For the problem of interest, we use the polar transformation $x=r\cos(\theta)$ and $y=r\sin(\theta)$ to get
$$
\lim_{(x,y)\rightarrow (0,0)}\frac{x\sin(y)-y\sin(x)}{x^2+y^2}=
\lim_{r\rightarrow 0^+}\frac{r\cos(\theta)\sin(r\sin(\theta))-r\sin(\theta)\sin(r\cos(\theta))}{(r\cos(\theta))^2+(r\sin(\theta))^2}.
$$
The denominator simplifies to $r^2$ through the trigonometric identity $(\sin(\theta))^2+(\cos(\theta))^2=1$. For the numerator, we use the Taylor expansion to get that this limit is
$$
\lim_{r\rightarrow 0^+}\frac{r^2\cos(\theta)\sin(\theta)(1+h_1(r\sin(\theta)))-r^2\cos(\theta)\sin(\theta)(1+h_1(r\cos(\theta)))}{r^2}.
$$
The $r^2$'s cancel as well as terms in the numerator, so this simplifies to
$$
\lim_{r\rightarrow 0^+}\cos(\theta)\sin(\theta)(h_1(r\cos(\theta))-h_1(r\sin(\theta))).
$$
Since $\cos(\theta)$ and $\sin(\theta)$ are bounded between $-1$ and $1$ their product is also between $-1$ and $1$, so we can squeeze this limit between the following two limits:
$$
-\lim_{r\rightarrow 0^+}(h_1(r\cos(\theta))-h_1(r\sin(\theta)))\leq
\lim_{r\rightarrow 0^+}\cos(\theta)\sin(\theta)(h_1(r\cos(\theta))-h_1(r\sin(\theta)))\leq \lim_{r\rightarrow 0^+}(h_1(r\cos(\theta))-h_1(r\sin(\theta))).
$$
We know that $-r\leq r\cos(\theta)\leq r$ and $-r\leq r\sin(\theta)\leq r$ since $\cos(\theta)$ and $\sin(\theta)$ are both bounded between $-1$ and $1$. Therefore, using the squeeze theorem again,
$$
-\lim_{r\rightarrow 0^+} r\leq\lim_{r\rightarrow 0^+}r\cos(\theta)\leq\lim_{r\rightarrow 0^+}r
$$
and
$$
-\lim_{r\rightarrow 0^+} r\leq\lim_{r\rightarrow 0^+}r\sin(\theta)\leq\lim_{r\rightarrow 0^+}r.
$$
Since $\lim_{r\rightarrow 0^+}r=0$, all of the limits above exist and are equal to $0$.

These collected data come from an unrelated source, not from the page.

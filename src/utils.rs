//! Small helpers for email normalization and validation.

use regex::Regex;

/// Normalize an email for lookup/uniqueness checks.
#[must_use]
pub fn normalize_email(email: &str) -> String {
    email.trim().to_lowercase()
}

/// Basic email format check on already-normalized input.
#[must_use]
pub fn valid_email(email_normalized: &str) -> bool {
    Regex::new(r"^[^@\s]+@[^@\s]+\.[^@\s]+$").is_ok_and(|regex| regex.is_match(email_normalized))
}

#[cfg(test)]
mod tests {
    use super::*;

    #[test]
    fn normalize_email_trims_and_lowercases() {
        assert_eq!(normalize_email(" Alice@Example.COM "), "alice@example.com");
    }

    #[test]
    fn valid_email_accepts_basic_format() {
        assert!(valid_email("a@example.com"));
        assert!(valid_email("name.surname@example.co"));
    }

    #[test]
    fn valid_email_rejects_missing_parts() {
        assert!(!valid_email("not-an-email"));
        assert!(!valid_email("missing-at.example.com"));
        assert!(!valid_email("missing-domain@"));
        assert!(!valid_email(""));
    }
}
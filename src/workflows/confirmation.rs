//! Email confirmation workflow: token lifecycle plus the authentication gate.

use chrono::Duration;
use std::sync::Arc;
use tracing::{debug, info};

use crate::account::AccountSecurity;
use crate::clock::Clock;
use crate::config::SecurityConfig;
use crate::error::AuthError;
use crate::token::SecurityToken;
use crate::transport::{Notification, Transport};
use crate::workflows::Gate;

pub struct ConfirmationWorkflow {
    ttl: Duration,
    clock: Arc<dyn Clock>,
    transport: Arc<dyn Transport>,
}

impl ConfirmationWorkflow {
    #[must_use]
    pub fn new(config: &SecurityConfig, clock: Arc<dyn Clock>, transport: Arc<dyn Transport>) -> Self {
        Self {
            ttl: config.confirmation_ttl(),
            clock,
            transport,
        }
    }

    /// Issue a fresh confirmation token bound to the account email.
    ///
    /// Re-issuing always resets confirmation: any previous `confirmed_at`
    /// is cleared so the account must confirm again.
    pub fn generate_token(&self, account: &mut AccountSecurity) {
        let expires_at = self.clock.now() + self.ttl;
        account.confirmation.token = Some(SecurityToken::issue(&account.email, expires_at));
        account.confirmation.confirmed_at = None;
        debug!(account_id = %account.id, %expires_at, "issued confirmation token");
    }

    /// Send the confirmation notification and stamp `sent_at`.
    ///
    /// No-op when the account is already confirmed.
    pub async fn send(&self, account: &mut AccountSecurity, resend: bool) -> Result<(), AuthError> {
        if account.confirmed() {
            return Ok(());
        }
        let notification = if resend {
            Notification::RegistrationConfirmationResend
        } else {
            Notification::RegistrationConfirmation
        };
        self.transport.send(notification, account).await?;
        let now = self.clock.now();
        if let Some(token) = account.confirmation.token.as_mut() {
            token.mark_sent(now);
        }
        Ok(())
    }

    /// Authentication gate.
    ///
    /// Confirmed accounts pass. Unconfirmed accounts with a live token are
    /// blocked; the mail is already out, so nothing is re-sent. Unconfirmed
    /// accounts whose token expired (or was never issued) get a fresh token
    /// issued and sent before being blocked.
    pub async fn check(&self, account: &mut AccountSecurity) -> Result<Gate, AuthError> {
        if account.confirmed() {
            return Ok(Gate::Pass);
        }
        let now = self.clock.now();
        let token_live = account
            .confirmation
            .token
            .as_ref()
            .is_some_and(|token| !token.expired(now));
        if token_live {
            return Ok(Gate::Blocked {
                error: AuthError::AccountNotConfirmed,
                resent: false,
            });
        }

        self.generate_token(account);
        self.send(account, true).await?;
        Ok(Gate::Blocked {
            error: AuthError::ConfirmationTokenExpired,
            resent: true,
        })
    }

    /// Consume a confirmation token presented by the account owner.
    ///
    /// The caller has already located the account by the opaque token
    /// string; this verifies expiry and binding, then marks the account
    /// confirmed. The token itself stays in place, so a second presentation
    /// re-verifies instead of failing.
    pub fn apply_confirm(
        &self,
        account: &mut AccountSecurity,
        candidate: &str,
    ) -> Result<(), AuthError> {
        let now = self.clock.now();
        let Some(token) = account.confirmation.token.as_ref() else {
            return Err(AuthError::TokenInvalid);
        };
        if token.expired(now) {
            return Err(AuthError::TokenExpired);
        }
        if !token.matches(&account.email, candidate) {
            return Err(AuthError::TokenInvalid);
        }
        account.confirmation.confirmed_at = Some(now);
        info!(account_id = %account.id, "account confirmed");
        Ok(())
    }
}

Putting this all together, since $r\cos(\theta)$ and $r\sin(\theta)$ approach $0$ as $r$ approaches $0$ and $\lim_{x\rightarrow 0}h_1(x)=0$, we conclude that the arguments to the two copies of $h_1$ in the following expression are approaching $0$. Using the limit property that we know about $h_1$, we conclude that $h_1(r\cos(\theta))$ and $h_1(r\sin(\theta))$ both approach $0$, that is
$$
\lim_{r\rightarrow 0^+}(h_1(r\cos(\theta))-h_1(r\sin(\theta)))=0.
$$
By working backwards, we can see that the original limit is $0$.